The Lights in the Sky Are Stars (1952) tells the story of an aging astronaut who is trying to get his beloved space program back on track after Congress has cut  its funding.

The short story Answer (1954) is thought to be the earliest representation of the "Yes, now there is a God." science fiction work that inspires a common myth or legend of a supercomputer that releases itself from human control.
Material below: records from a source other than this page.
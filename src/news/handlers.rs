use axum::{
    extract::{
        rejection::{JsonRejection, PathRejection, QueryRejection},
        Path, Query, State,
    },
    http::{header, StatusCode},
    routing::get,
    Json, Router,
};
use tracing::{info, instrument, warn};

use super::{
    dto::{CreateNewsRequest, NewsListQuery, UpdateNewsRequest},
    repo_types::{News, NewsFilter, NewsSort},
};
use crate::{
    auth::extractors::AuthUser,
    db::RepoError,
    error::{ApiError, ApiResult},
    pagination::{PageQuery, Paginated},
    state::AppState,
};

pub fn news_routes() -> Router<AppState> {
    Router::new()
        .route("/news", get(list_news).post(create_news))
        .route("/news/:id", get(get_news).put(update_news).delete(delete_news))
        .route("/news/user/:user_id", get(list_user_news))
}

fn news_error(action: &'static str) -> impl Fn(RepoError) -> ApiError {
    move |e| match e {
        RepoError::NotFound => ApiError::NotFound("News not found".into()),
        RepoError::Forbidden => ApiError::Forbidden(format!("Not allowed to {action} this news")),
        other => other.into(),
    }
}

#[instrument(skip(state, user, body), fields(user_id = user.0.id))]
pub async fn create_news(
    State(state): State<AppState>,
    user: AuthUser,
    body: Result<Json<CreateNewsRequest>, JsonRejection>,
) -> ApiResult<(StatusCode, [(header::HeaderName, String); 1], Json<News>)> {
    let AuthUser(user) = user;
    let Json(payload) = body?;
    let new = payload.into_new()?;

    // creator removed after the token was checked
    let news = state.news.create(user.id, new).await.map_err(|e| match e {
        RepoError::NotFound => ApiError::NotFound("User not found".into()),
        other => other.into(),
    })?;
    info!(news_id = news.id, title = %news.title, "news created");
    Ok((
        StatusCode::CREATED,
        [(header::LOCATION, format!("/api/v1/news/{}", news.id))],
        Json(news),
    ))
}

#[instrument(skip(state))]
pub async fn list_news(
    State(state): State<AppState>,
    query: Result<Query<NewsListQuery>, QueryRejection>,
) -> ApiResult<Json<Paginated<News>>> {
    let Query(q) = query?;
    let params = q.pagination()?;
    let filter = q.filter()?;
    let sort = q.sort()?;

    let (items, total) = state.news.list(&filter, sort, params).await?;
    Ok(Json(Paginated::new(items, total, params)))
}

#[instrument(skip(state))]
pub async fn get_news(
    State(state): State<AppState>,
    path: Result<Path<i64>, PathRejection>,
) -> ApiResult<Json<News>> {
    let Path(id) = path?;
    let news = state
        .news
        .get_by_id(id)
        .await?
        .ok_or_else(|| ApiError::NotFound("News not found".into()))?;
    Ok(Json(news))
}

#[instrument(skip(state, user, body), fields(user_id = user.0.id))]
pub async fn update_news(
    State(state): State<AppState>,
    user: AuthUser,
    path: Result<Path<i64>, PathRejection>,
    body: Result<Json<UpdateNewsRequest>, JsonRejection>,
) -> ApiResult<Json<News>> {
    let AuthUser(user) = user;
    let Path(id) = path?;
    let Json(payload) = body?;
    let changes = payload.into_changes()?;

    let news = state
        .news
        .update(id, changes, user.id)
        .await
        .map_err(|e| {
            if matches!(e, RepoError::Forbidden) {
                warn!(news_id = id, "update by non-owner refused");
            }
            news_error("update")(e)
        })?;
    info!(news_id = news.id, "news updated");
    Ok(Json(news))
}

#[instrument(skip(state, user), fields(user_id = user.0.id))]
pub async fn delete_news(
    State(state): State<AppState>,
    user: AuthUser,
    path: Result<Path<i64>, PathRejection>,
) -> ApiResult<StatusCode> {
    let AuthUser(user) = user;
    let Path(id) = path?;

    state.news.delete(id, user.id).await.map_err(|e| {
        if matches!(e, RepoError::Forbidden) {
            warn!(news_id = id, "delete by non-owner refused");
        }
        news_error("delete")(e)
    })?;
    info!(news_id = id, "news deleted");
    Ok(StatusCode::NO_CONTENT)
}

/// Newest first; 404 when the user does not exist.
#[instrument(skip(state))]
pub async fn list_user_news(
    State(state): State<AppState>,
    path: Result<Path<i64>, PathRejection>,
    query: Result<Query<PageQuery>, QueryRejection>,
) -> ApiResult<Json<Paginated<News>>> {
    let Path(user_id) = path?;
    let Query(q) = query?;
    let params = q.resolve()?;

    if state.users.get_by_id(user_id).await?.is_none() {
        return Err(ApiError::NotFound("User not found".into()));
    }

    let filter = NewsFilter {
        keyword: None,
        creator_id: Some(user_id),
    };
    let (items, total) = state.news.list(&filter, NewsSort::default(), params).await?;
    Ok(Json(Paginated::new(items, total, params)))
}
The story was originally published in Angels and Spaceships and the entire collection was later re-published in Star Shine for paperback adaptation.

Brown's flash fiction short story "The Hobbyist" (1961) is about a man named Sangstrom, who is in a desperate search for an undetectable poison but winds up getting more than he bargained for.

The short story "Arena" was used as the basis for the episode of the same name in the original Star Trek series. It was also adapted in 1973 for issue 4 of the Marvel Comics title Worlds Unknown.

Brown's first mystery novel, The Fabulous Clipjoint, won the Edgar Award for outstanding first mystery novel. It began a series starring Ed and Ambrose Hunter depicting how a young man gradually ripens into a detective under the tutelage of his uncle, an ex–private eye now working as a carnival concessionaire.

Many of his books make use of the threat of the supernatural or occult before the "straight" explanation comes at the end. For example, "Night of the Jabberwock" is a  humorous narrative of an extraordinary day in the life of a small-town newspaper editor.

The Screaming Mimi became a 1958 film starring Anita Ekberg and Gypsy Rose Lee. It was directed by Gerd Oswald, who also directed the "Fun and Games" episode of The Outer Limits. Its plot was similar to Brown's short story "Arena" and The Far Cry, noir suspense novels reminiscent of the work of Cornell Woolrich. The Lenient Beast experiments multiple first-person viewpoints, among them a gentle, deeply religious serial killer, and examines racial tensions between Anglos and Latinos in the US state of Arizona. Here Comes a Candle is told in straight narrative sections alternating with a radio script, a screenplay, a sportscast, a teleplay, a stage play, and a newspaper article.

Popularity and influence 
His short story "Arena" was voted by Science Fiction Writers of America as one of the top 20 science fiction stories written before 1965. His 1945 short story "The Waveries" was described by Philip K. Dick as "what may be the most significant—startlingly so—story sci-fi has yet produced". The opening of "Knock" is a complete two-sentence short-short story in itself.

Brown was one of three dedicatees of Robert A. Heinlein's 1961 novel Stranger in a Strange Land (the other two being Robert Cornog and Philip José Farmer).

In his non-fiction book Danse Macabre (1981), a survey of the horror genre since 1950, writer Stephen King includes an appendix of "roughly one hundred" influential books of the period: Fredric Brown's short-story collection Nightmares and Geezenstacks is included, and is, moreover, asterisked as being among those select works King regards as "particularly important".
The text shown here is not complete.